**TASK OBJECTIVE**
Copy out each line below exactly as it appears.
########
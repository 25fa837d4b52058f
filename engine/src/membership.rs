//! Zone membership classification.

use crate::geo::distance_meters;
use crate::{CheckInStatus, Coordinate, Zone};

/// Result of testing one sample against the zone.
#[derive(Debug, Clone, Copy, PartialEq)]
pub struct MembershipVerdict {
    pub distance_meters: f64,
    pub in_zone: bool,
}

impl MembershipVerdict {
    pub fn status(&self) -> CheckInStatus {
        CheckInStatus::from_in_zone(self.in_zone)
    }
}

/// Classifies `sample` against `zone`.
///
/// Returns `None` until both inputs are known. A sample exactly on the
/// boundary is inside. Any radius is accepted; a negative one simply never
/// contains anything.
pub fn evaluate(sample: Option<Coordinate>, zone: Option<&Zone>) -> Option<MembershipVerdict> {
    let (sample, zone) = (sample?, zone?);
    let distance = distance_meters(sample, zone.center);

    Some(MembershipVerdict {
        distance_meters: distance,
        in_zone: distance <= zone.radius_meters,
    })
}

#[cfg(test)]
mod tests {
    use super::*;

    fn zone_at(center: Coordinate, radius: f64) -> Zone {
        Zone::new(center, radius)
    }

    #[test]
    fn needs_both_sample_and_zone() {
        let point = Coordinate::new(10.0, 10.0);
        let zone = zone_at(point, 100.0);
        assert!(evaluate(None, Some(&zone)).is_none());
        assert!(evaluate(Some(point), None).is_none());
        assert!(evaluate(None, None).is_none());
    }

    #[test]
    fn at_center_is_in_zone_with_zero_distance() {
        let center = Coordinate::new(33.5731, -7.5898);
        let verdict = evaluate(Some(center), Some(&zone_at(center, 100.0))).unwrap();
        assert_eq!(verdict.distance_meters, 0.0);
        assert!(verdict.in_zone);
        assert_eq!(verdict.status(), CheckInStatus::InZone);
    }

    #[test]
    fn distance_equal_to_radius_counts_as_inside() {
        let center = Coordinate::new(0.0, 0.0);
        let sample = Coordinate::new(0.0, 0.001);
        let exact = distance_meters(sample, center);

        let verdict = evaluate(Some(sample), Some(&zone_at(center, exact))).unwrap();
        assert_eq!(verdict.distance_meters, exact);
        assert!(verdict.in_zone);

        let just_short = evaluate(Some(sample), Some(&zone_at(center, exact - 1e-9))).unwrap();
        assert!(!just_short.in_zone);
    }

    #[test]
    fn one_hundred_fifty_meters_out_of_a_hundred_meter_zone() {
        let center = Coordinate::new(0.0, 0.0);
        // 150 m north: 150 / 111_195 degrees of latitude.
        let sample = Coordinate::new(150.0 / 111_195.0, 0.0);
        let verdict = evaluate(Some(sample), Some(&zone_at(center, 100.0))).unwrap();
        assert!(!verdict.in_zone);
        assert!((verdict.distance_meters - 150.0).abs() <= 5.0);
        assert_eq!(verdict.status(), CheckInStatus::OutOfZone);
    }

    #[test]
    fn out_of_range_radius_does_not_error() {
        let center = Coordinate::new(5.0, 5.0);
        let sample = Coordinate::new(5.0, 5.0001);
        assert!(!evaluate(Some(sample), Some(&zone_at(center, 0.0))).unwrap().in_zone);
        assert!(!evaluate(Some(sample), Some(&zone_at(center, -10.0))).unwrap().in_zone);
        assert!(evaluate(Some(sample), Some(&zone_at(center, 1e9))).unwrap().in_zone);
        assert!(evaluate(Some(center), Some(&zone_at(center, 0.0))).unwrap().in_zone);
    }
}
########
**OUTPUT FOR THIS TASK**
repository 25fa837d4b52058f
filename engine/src/membership.rs
//! Zone membership classification.

use crate::geo::distance_meters;
use crate::{CheckInStatus, Coordinate, Zone};

/// Result of testing one sample against the zone.
#[derive(Debug, Clone, Copy, PartialEq)]
pub struct MembershipVerdict {
    pub distance_meters: f64,
    pub in_zone: bool,
}

impl MembershipVerdict {
    pub fn status(&self) -> CheckInStatus {
        CheckInStatus::from_in_zone(self.in_zone)
    }
}

/// Classifies `sample` against `zone`.
///
/// Returns `None` until both inputs are known. A sample exactly on the
/// boundary is inside. Any radius is accepted; a negative one simply never
/// contains anything.
pub fn evaluate(sample: Option<Coordinate>, zone: Option<&Zone>) -> Option<MembershipVerdict> {
    let (sample, zone) = (sample?, zone?);
    let distance = distance_meters(sample, zone.center);

    Some(MembershipVerdict {
        distance_meters: distance,
        in_zone: distance <= zone.radius_meters,
    })
}

#[cfg(test)]
mod tests {
    use super::*;

    fn zone_at(center: Coordinate, radius: f64) -> Zone {
        Zone::new(center, radius)
    }

    #[test]
    fn needs_both_sample_and_zone() {
        let point = Coordinate::new(10.0, 10.0);
        let zone = zone_at(point, 100.0);
        assert!(evaluate(None, Some(&zone)).is_none());
        assert!(evaluate(Some(point), None).is_none());
        assert!(evaluate(None, None).is_none());
    }

    #[test]
    fn at_center_is_in_zone_with_zero_distance() {
        let center = Coordinate::new(33.5731, -7.5898);
        let verdict = evaluate(Some(center), Some(&zone_at(center, 100.0))).unwrap();
        assert_eq!(verdict.distance_meters, 0.0);
        assert!(verdict.in_zone);
        assert_eq!(verdict.status(), CheckInStatus::InZone);
    }

    #[test]
    fn distance_equal_to_radius_counts_as_inside() {
        let center = Coordinate::new(0.0, 0.0);
        let sample = Coordinate::new(0.0, 0.001);
        let exact = distance_meters(sample, center);

        let verdict = evaluate(Some(sample), Some(&zone_at(center, exact))).unwrap();
        assert_eq!(verdict.distance_meters, exact);
        assert!(verdict.in_zone);

        let just_short = evaluate(Some(sample), Some(&zone_at(center, exact - 1e-9))).unwrap();
        assert!(!just_short.in_zone);
    }

    #[test]
    fn one_hundred_fifty_meters_out_of_a_hundred_meter_zone() {
        let center = Coordinate::new(0.0, 0.0);
        // 150 m north: 150 / 111_195 degrees of latitude.
        let sample = Coordinate::new(150.0 / 111_195.0, 0.0);
        let verdict = evaluate(Some(sample), Some(&zone_at(center, 100.0))).unwrap();
        assert!(!verdict.in_zone);
        assert!((verdict.distance_meters - 150.0).abs() <= 5.0);
        assert_eq!(verdict.status(), CheckInStatus::OutOfZone);
    }

    #[test]
    fn out_of_range_radius_does_not_error() {
        let center = Coordinate::new(5.0, 5.0);
        let sample = Coordinate::new(5.0, 5.0001);
        assert!(!evaluate(Some(sample), Some(&zone_at(center, 0.0))).unwrap().in_zone);
        assert!(!evaluate(Some(sample), Some(&zone_at(center, -10.0))).unwrap().in_zone);
        assert!(evaluate(Some(sample), Some(&zone_at(center, 1e9))).unwrap().in_zone);
        assert!(evaluate(Some(center), Some(&zone_at(center, 0.0))).unwrap().in_zone);
    }
}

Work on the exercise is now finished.